Manchmal wird es selbst der EU-Kommission zu viel. Zwar sind die Brüsseler nicht gerade für eine konzernkritische Haltung bekannt, aber was die Berliner Groko so in Sachen Dieselbetrug abzieht, nämlich Zuhälterei, ist selbst für die Junckers-Kommission inakzeptabel.

„Betrügen darf nicht so billig sein“, wird EU-Verbraucherschutzkommissarin Vera Jourova zitiert. Sie fordert Strafzahlungen von bis zu 4 Prozent des Jahresumsatzes. Der Konzernumsatz von VW liegt bei 230 Mrd. Euro. Wäre immerhin etwas. Aber Ex-VW-Chef Matthias Müller hatte gebarmt, in den USA schon 25 Mrd. Euro zahlen zu müssen. Sein Klagen war im Dobrindt-Ministerium erhört worden. Bislang hat sich weder ein Staatsanwalt noch das Verkehrsministerium gerührt.

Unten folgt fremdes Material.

//! In-memory collaborators for SchemaLoom.
//!
//! Repositories for every persisted entity plus a scripted knowledge
//! service, so the engine can run end to end without external services.

pub mod in_memory;
pub mod static_executor;

pub use in_memory::{
    InMemoryAssemblyRepository, InMemoryDocumentRepository, InMemoryQueryRepository,
    InMemorySpecificationRepository,
};
pub use static_executor::StaticQueryExecutor;
//! Inserting per-pointer values into the document under assembly.

use schemaloom_core::{AssemblyError, DocumentTarget, TargetSegment};
use serde_json::{Map, Value};

/// Insert `value` into `document` at `target`, creating intermediate
/// containers as needed.
///
/// Root targets merge an object key-wise into the document. `array_items`
/// targets wrap a non-array value into a one-element array.
pub fn insert(
    document: &mut Value,
    pointer: &str,
    target: &DocumentTarget,
    value: Value,
) -> Result<(), AssemblyError> {
    let value = match value {
        Value::Array(_) => value,
        other if target.array_items => Value::Array(vec![other]),
        other => other,
    };

    if target.is_root() {
        return merge_root(document, pointer, value);
    }

    let mut slot = document;
    for segment in &target.segments {
        slot = child_slot(slot, segment).ok_or_else(|| AssemblyError::Insertion {
            pointer: pointer.to_string(),
            reason: format!(
                "'{}' crosses a value that is not {}",
                target.path(),
                match segment {
                    TargetSegment::Key(_) => "an object",
                    TargetSegment::Index(_) => "an array",
                }
            ),
        })?;
    }
    *slot = value;
    Ok(())
}

fn merge_root(document: &mut Value, pointer: &str, value: Value) -> Result<(), AssemblyError> {
    match (document, value) {
        (Value::Object(doc), Value::Object(incoming)) => {
            doc.extend(incoming);
            Ok(())
        }
        (doc, value) if is_empty(doc) => {
            *doc = value;
            Ok(())
        }
        _ => Err(AssemblyError::Insertion {
            pointer: pointer.to_string(),
            reason: "only an object can be merged into a non-empty document root".into(),
        }),
    }
}

fn is_empty(value: &Value) -> bool {
    match value {
        Value::Null => true,
        Value::Object(map) => map.is_empty(),
        _ => false,
    }
}

fn child_slot<'v>(parent: &'v mut Value, segment: &TargetSegment) -> Option<&'v mut Value> {
    if parent.is_null() {
        *parent = match segment {
            TargetSegment::Key(_) => Value::Object(Map::new()),
            TargetSegment::Index(_) => Value::Array(Vec::new()),
        };
    }
    match (parent, segment) {
        (Value::Object(map), TargetSegment::Key(key)) => {
            Some(map.entry(key.clone()).or_insert(Value::Null))
        }
        (Value::Array(items), TargetSegment::Index(index)) => {
            if items.len() <= *index {
                items.resize(*index + 1, Value::Null);
            }
            items.get_mut(*index)
        }
        _ => None,
    }
}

Dabei geht es natürlich nicht um die banale „Schummelei“, die uns die Qualitätsmedien so gern nahebringen wollen, sondern um vorsätzliche Körperverletzung in zehntausenden Fällen, teilweise mit Todesfolge. Die automobile Umweltbelastung in den Städten ist eine ernste Sache. Menschen werden krank, Menschen sterben.

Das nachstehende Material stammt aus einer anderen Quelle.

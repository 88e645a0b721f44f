use crate::error::Error;
use crate::value::{Output, Value, ValueRef};
use std::cell::RefCell;

/// One compiled piece of a `string(...)` format: either literal text or a
/// reference to the `n`th argument. Compiling once at construction, rather
/// than re-parsing the format on every `next()`, is what lets a malformed
/// placeholder fail at graph-build time instead of mid-generation.
enum Segment {
    Literal(String),
    Arg(usize),
}

fn compile_format(name: &str, format: &str, arg_count: usize) -> Result<Vec<Segment>, Error> {
    let mut segments = Vec::new();
    let mut literal = String::new();
    let mut next_positional = 0usize;
    let mut chars = format.chars().peekable();
    while let Some(c) = chars.next() {
        match c {
            '{' if chars.peek() == Some(&'{') => {
                chars.next();
                literal.push('{');
            }
            '}' if chars.peek() == Some(&'}') => {
                chars.next();
                literal.push('}');
            }
            '{' => {
                let mut digits = String::new();
                loop {
                    match chars.next() {
                        Some('}') => break,
                        Some(d) => digits.push(d),
                        None => {
                            return Err(Error::Format {
                                name: name.to_string(),
                                message: "unterminated '{' placeholder".to_string(),
                            })
                        }
                    }
                }
                if !literal.is_empty() {
                    segments.push(Segment::Literal(std::mem::take(&mut literal)));
                }
                let index = if digits.is_empty() {
                    let i = next_positional;
                    next_positional += 1;
                    i
                } else {
                    digits.parse::<usize>().map_err(|_| Error::Format {
                        name: name.to_string(),
                        message: format!("placeholder '{{{digits}}}' is not a valid index"),
                    })?
                };
                if index >= arg_count {
                    return Err(Error::Format {
                        name: name.to_string(),
                        message: format!(
                            "placeholder index {index} is out of range for {arg_count} argument(s)"
                        ),
                    });
                }
                segments.push(Segment::Arg(index));
            }
            '}' => {
                return Err(Error::Format {
                    name: name.to_string(),
                    message: "unmatched '}' in format".to_string(),
                })
            }
            other => literal.push(other),
        }
    }
    if !literal.is_empty() {
        segments.push(Segment::Literal(literal));
    }
    Ok(segments)
}

/// Formats `args[i].current()` into a format string compiled once at
/// construction. Never advances its arguments; only `current()` is read,
/// which is what lets the same argument be shared across several
/// transformers within one record.
pub struct StringTransformer {
    segments: Vec<Segment>,
    args: Vec<ValueRef>,
    current: RefCell<Output>,
}

impl StringTransformer {
    pub fn new(name: &str, format: &str, args: Vec<ValueRef>) -> Result<Self, Error> {
        let segments = compile_format(name, format, args.len())?;
        Ok(Self {
            segments,
            args,
            current: RefCell::new(Output::Str(String::new())),
        })
    }

    fn render(&self) -> String {
        let mut out = String::new();
        for segment in &self.segments {
            match segment {
                Segment::Literal(s) => out.push_str(s),
                Segment::Arg(i) => out.push_str(&self.args[*i].current().to_string()),
            }
        }
        out
    }
}

impl Value for StringTransformer {
    fn current(&self) -> Output {
        self.current.borrow().clone()
    }

    fn next(&self) -> Result<Output, Error> {
        let out = Output::Str(self.render());
        *self.current.borrow_mut() = out.clone();
        Ok(out)
    }

    fn reset(&self) {
        for arg in &self.args {
            arg.reset();
        }
        *self.current.borrow_mut() = Output::Str(String::new());
    }
}

/// Serializes `inner.current()` as JSON. Does not advance `inner`.
pub struct JsonTransformer {
    inner: ValueRef,
    current: RefCell<Output>,
}

impl JsonTransformer {
    pub fn new(inner: ValueRef) -> Self {
        Self {
            inner,
            current: RefCell::new(Output::Str(String::new())),
        }
    }
}

impl Value for JsonTransformer {
    fn current(&self) -> Output {
        self.current.borrow().clone()
    }

    fn next(&self) -> Result<Output, Error> {
        let rendered = self.inner.current().to_json().to_string();
        let out = Output::Str(rendered);
        *self.current.borrow_mut() = out.clone();
        Ok(out)
    }

    fn reset(&self) {
        self.inner.reset();
        *self.current.borrow_mut() = Output::Str(String::new());
    }
}

/// Formats `inner.current()` (a temporal value) via a `chrono` strftime
/// pattern. Does not advance `inner`.
pub struct TimeFormatTransformer {
    pattern: String,
    inner: ValueRef,
    current: RefCell<Output>,
}

impl TimeFormatTransformer {
    pub fn new(pattern: String, inner: ValueRef) -> Self {
        Self {
            pattern,
            inner,
            current: RefCell::new(Output::Str(String::new())),
        }
    }

    fn render(&self, name: &str) -> Result<String, Error> {
        match self.inner.current() {
            Output::Date(d) => Ok(d.format(&self.pattern).to_string()),
            Output::DateTime(dt) => Ok(dt.format(&self.pattern).to_string()),
            Output::LocalDateTime(dt) => Ok(dt.format(&self.pattern).to_string()),
            other => Err(Error::Format {
                name: name.to_string(),
                message: format!("time(...) requires a temporal argument, got {other:?}"),
            }),
        }
    }
}

impl Value for TimeFormatTransformer {
    fn current(&self) -> Output {
        self.current.borrow().clone()
    }

    fn next(&self) -> Result<Output, Error> {
        let rendered = self.render("time")?;
        let out = Output::Str(rendered);
        *self.current.borrow_mut() = out.clone();
        Ok(out)
    }

    fn reset(&self) {
        self.inner.reset();
        *self.current.borrow_mut() = Output::Str(String::new());
    }
}

#[cfg(test)]
mod tests {
    use super::*;
    use crate::value::PrimitiveValue;
    use std::rc::Rc;

    fn val(out: Output) -> ValueRef {
        Rc::new(PrimitiveValue::new(out))
    }

    #[test]
    fn positional_placeholders_fill_in_order() {
        let args = vec![val(Output::Long(1)), val(Output::Str("x".to_string()))];
        let t = StringTransformer::new("t", "{} then {}", args).unwrap();
        for a in &t.args {
            a.next().unwrap();
        }
        assert_eq!(t.next().unwrap(), Output::Str("1 then x".to_string()));
    }

    #[test]
    fn explicit_indices_may_repeat_an_argument() {
        let args = vec![val(Output::Str("a".to_string()))];
        let t = StringTransformer::new("t", "{0} is {0}", args).unwrap();
        t.args[0].next().unwrap();
        assert_eq!(t.next().unwrap(), Output::Str("a is a".to_string()));
    }

    #[test]
    fn out_of_range_index_rejected_at_construction() {
        let args = vec![val(Output::Long(1))];
        assert!(StringTransformer::new("t", "{1}", args).is_err());
    }

    #[test]
    fn transformer_does_not_advance_its_argument() {
        let arg = val(Output::Long(1));
        arg.next().unwrap();
        let t = StringTransformer::new("t", "{}", vec![arg.clone()]).unwrap();
        t.next().unwrap();
        t.next().unwrap();
        assert_eq!(arg.current(), Output::Long(1));
    }

    #[test]
    fn json_transformer_serializes_current() {
        let inner = val(Output::Long(5));
        inner.next().unwrap();
        let j = JsonTransformer::new(inner);
        assert_eq!(j.next().unwrap(), Output::Str("5".to_string()));
    }
}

Lebten wir in dem so gern bemühten „Rechtsstaat“, wären die illegal zustande gekommenen Betriebsgenehmigungen erloschen, Fahrverbote würden ausgesprochen und durchgesetzt, Kaufverträge würden für nichtig erklärt und rückabgewickelt, den Bewohnern belasteter Areale würde Schadenersatz geleistet, die Verantwortlichen, Vorstände, Aufsichtsräte etc. würden vor Gericht gestellt und wegen organisierter Kriminalität, bandenmäßig begangenen Betrugs, Körperverletzung, mindestens fahrlässiger Tötung in zahlreichen Fällen verurteilt. Die politisch Verantwortlichen würden wegen Strafvereitelung im Amt, Unterstützung einer kriminellen Vereinigung, Begünstigung schwerer Straftaten ebenfalls vor dem Kadi landen. Und ebenso klar ist: Der „Rechtsstaat“ findet nicht statt – und zwar obwohl dem Verkehrsminister, und wohl auch der Justiz, völlig klar ist, dass eigentlich dringender Handlungsbedarf besteht.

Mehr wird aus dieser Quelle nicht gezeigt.